I have not got deep into things yet just installed ESXi on an ssd in the system, nothing else yet.
It installed fine and there were no warning as about end of life on these processors.
It launchs fine and whilst I have not created a VM yet I can go through the entire vm set up procedure, assign cpu and ram etc.
However in the hardware section there are tonnes of greyed out lines saying not capaable for SR-IOV and passthrough, including
v2/Xeon E5 crystal beach channel x
v2/xeon E5 PCI express root
Intel C600/X79 sereis chipset controller
I feel this is something I should be concerned about, but not sure how to proceed.

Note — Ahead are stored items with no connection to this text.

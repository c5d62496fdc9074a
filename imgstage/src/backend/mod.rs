//! Project-build backends.
//!
//! A backend knows how to fetch and build one kind of project inside the
//! scratch directory and where the resulting binary ends up. The pipeline
//! drives it through [`Backend`] and never looks at its internals.

use crate::command_runner::CommandRunner;
use crate::config::{StagingConfig, StagingPaths};
use crate::error::{BackendError, ConfigError};
use crate::image;
use crate::placeholder::PlaceholderMapping;
use std::fs;
use std::path::{Path, PathBuf};

pub mod cmake;
pub mod go;

pub use cmake::{CmakeBackend, CmakeOptions};
pub use go::{GoBackend, GoOptions};

pub trait Backend {
    /// Short name, used for the scratch directory prefix and in messages.
    fn name(&self) -> &'static str;

    /// Placeholders users can put in asset and exclude paths.
    ///
    /// Only meaningful after [`Backend::setup_paths`].
    fn placeholder_mapping(&self) -> PlaceholderMapping;

    /// Check backend options before anything touches the disk.
    fn validate(&self, config: &StagingConfig) -> Result<(), ConfigError>;

    /// Derive backend paths from the shared staging paths.
    fn setup_paths(
        &mut self,
        paths: &StagingPaths,
        config: &StagingConfig,
    ) -> Result<(), BackendError>;

    /// Directories the pipeline creates before a fresh build.
    fn directories_to_make(&self) -> Vec<PathBuf>;

    /// Fetch and build the project.
    fn prepare_project(
        &mut self,
        runner: &dyn CommandRunner,
        config: &StagingConfig,
    ) -> Result<(), BackendError>;

    /// Pick the built binary that becomes the image entrypoint.
    fn locate_binary(&mut self, config: &StagingConfig) -> Result<(), BackendError>;

    /// Assets the backend contributes, with the binary placed in `image_bin_dir`.
    fn assets(&self, image_bin_dir: &Path) -> Result<Vec<String>, BackendError>;

    fn excluded_assets(&self) -> Vec<String> {
        Vec::new()
    }

    /// File name of the located binary.
    fn binary_name(&self) -> Option<&str>;

    /// Checkout of the project, if the backend has one to inspect for VCS info.
    fn repo_path(&self) -> Option<PathBuf>;

    fn image_name(&self, config: &StagingConfig) -> String {
        image::image_name(&config.project, config.use_binary.as_deref())
    }

    fn image_file_name(&self, config: &StagingConfig) -> String {
        image::image_file_name(&config.project, config.use_binary.as_deref())
    }
}

/// Choose the entrypoint among the files in `dir`.
///
/// A single binary is taken as is (unless `use_binary` names another one).
/// Several binaries need `use_binary` to pick one.
pub fn select_binary(dir: &Path, use_binary: Option<&str>) -> Result<String, BackendError> {
    let io_error = |source| BackendError::Io {
        path: dir.to_path_buf(),
        source,
    };
    let mut available: Vec<String> = fs::read_dir(dir)
        .map_err(io_error)?
        .map(|entry| entry.map(|entry| entry.file_name().to_string_lossy().into_owned()))
        .collect::<Result<_, _>>()
        .map_err(io_error)?;
    available.sort();

    if available.is_empty() {
        return Err(BackendError::NoBinaries {
            dir: dir.to_path_buf(),
        });
    }

    let selected = match use_binary {
        None if available.len() == 1 => available.remove(0),
        None => {
            return Err(BackendError::AmbiguousBinaries {
                dir: dir.to_path_buf(),
                available,
            })
        }
        Some(requested) if available.iter().any(|name| name == requested) => {
            requested.to_string()
        }
        Some(requested) => {
            return Err(BackendError::BinaryNotFound {
                dir: dir.to_path_buf(),
                requested: requested.to_string(),
                available,
            })
        }
    };

    tracing::debug!(binary = %selected, dir = %dir.display(), "selected binary");
    Ok(selected)
}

In the bios it says hyperthreading and intel virtual stuff is enabled.
Any thoughts would be appreciated.
PCIe device passthrough requires VT-d to be enabled. In some systems, VT-d is a separate option from VT-x that needs to be enabled in the UEFI/BIOS. It might be called VT-d, VT for Direct I/O, or VT for IOMMU.
As already mentioned, you don't want to be passing those devices (like the chipset) to a VM.
The concept of device passthrough is that the host (in this case ESXi) will not control the device (and thus not load its device drivers) and let a VM (the receipient of the passthrough) to control it as a native device through the guest OS.
Warning, the user interface that lets you enable device passthrough does not check whether the device passthrough is a critical device for ESXi itself. There are more than a handful of posts here over the years where someone enables passthrough of the storage controller where the datastore is connected and they lose access to their datastore.
Hi there both. Thanks for this that puts my mind at rest I don’t intend using it in this way.
I successfully loaded a windows vm, it’s doing that think with me selecting four cores and it only showing two but I know how to fix that
I think there are more posts asking for help about GPU passthrough to Windows VMs of unsupported cards (such as Nvidia GeForce cards) than about cards that are in VMware HCL for GPU passthrough.
it’s doing that think with me selecting four cores and it only showing two but I know how to fix that
It depends on the Windows version and the number of virtual sockets.
For example, Windows 10 Professional can recognise only two sockets (whether physical PC or virtual machine). So if the four vCPUs is configured across four virtual sockets (i.e. 1 core per socket), it will only recognise two vCPUs as it can only recognise 2 virtual sockets. But if the four vCPUs is configured across 1 or 2 virtual sockets (4 cores in 1 socket or 2 cores per socket), all four vCPUs are recognised.
Thanks for this I will try and get my head round that later when I am home. I have not gone into settings much when setting up just tole it how many cores I wanted at 4, presumably there is a way to tell it to take the cores from the same cpue or whatever?
I have two physical CPUs.
Options etc have changed on this new server compared to my old server, presumably because the cpus are newer.
There should be an arrow to expand the view instead of just the showing number of CPUs in the VM settings of the ESXi host client and there should be a socket count shown. The options should be the same regardless of host CPU configuration.
If the host has two physical CPUs, it is better to enable NUMA at the host UEFI/BIOS (assuming that it is an option). For any VM, I don't think it will see the NUMA architecture of the host but the ESXi hypervisor takes advantage of it.
Windows DESKTOP OS are limited to 2 CPU Sockets. So if you configure 4 vCPU for the given VM you should expand the CPU option and specify if you would present the 4 CPUs as 1x4 Core, 2x2Core but not 4x1Core because than the OS only see the half because of License/Product limitations(but thats MS and not VMware!).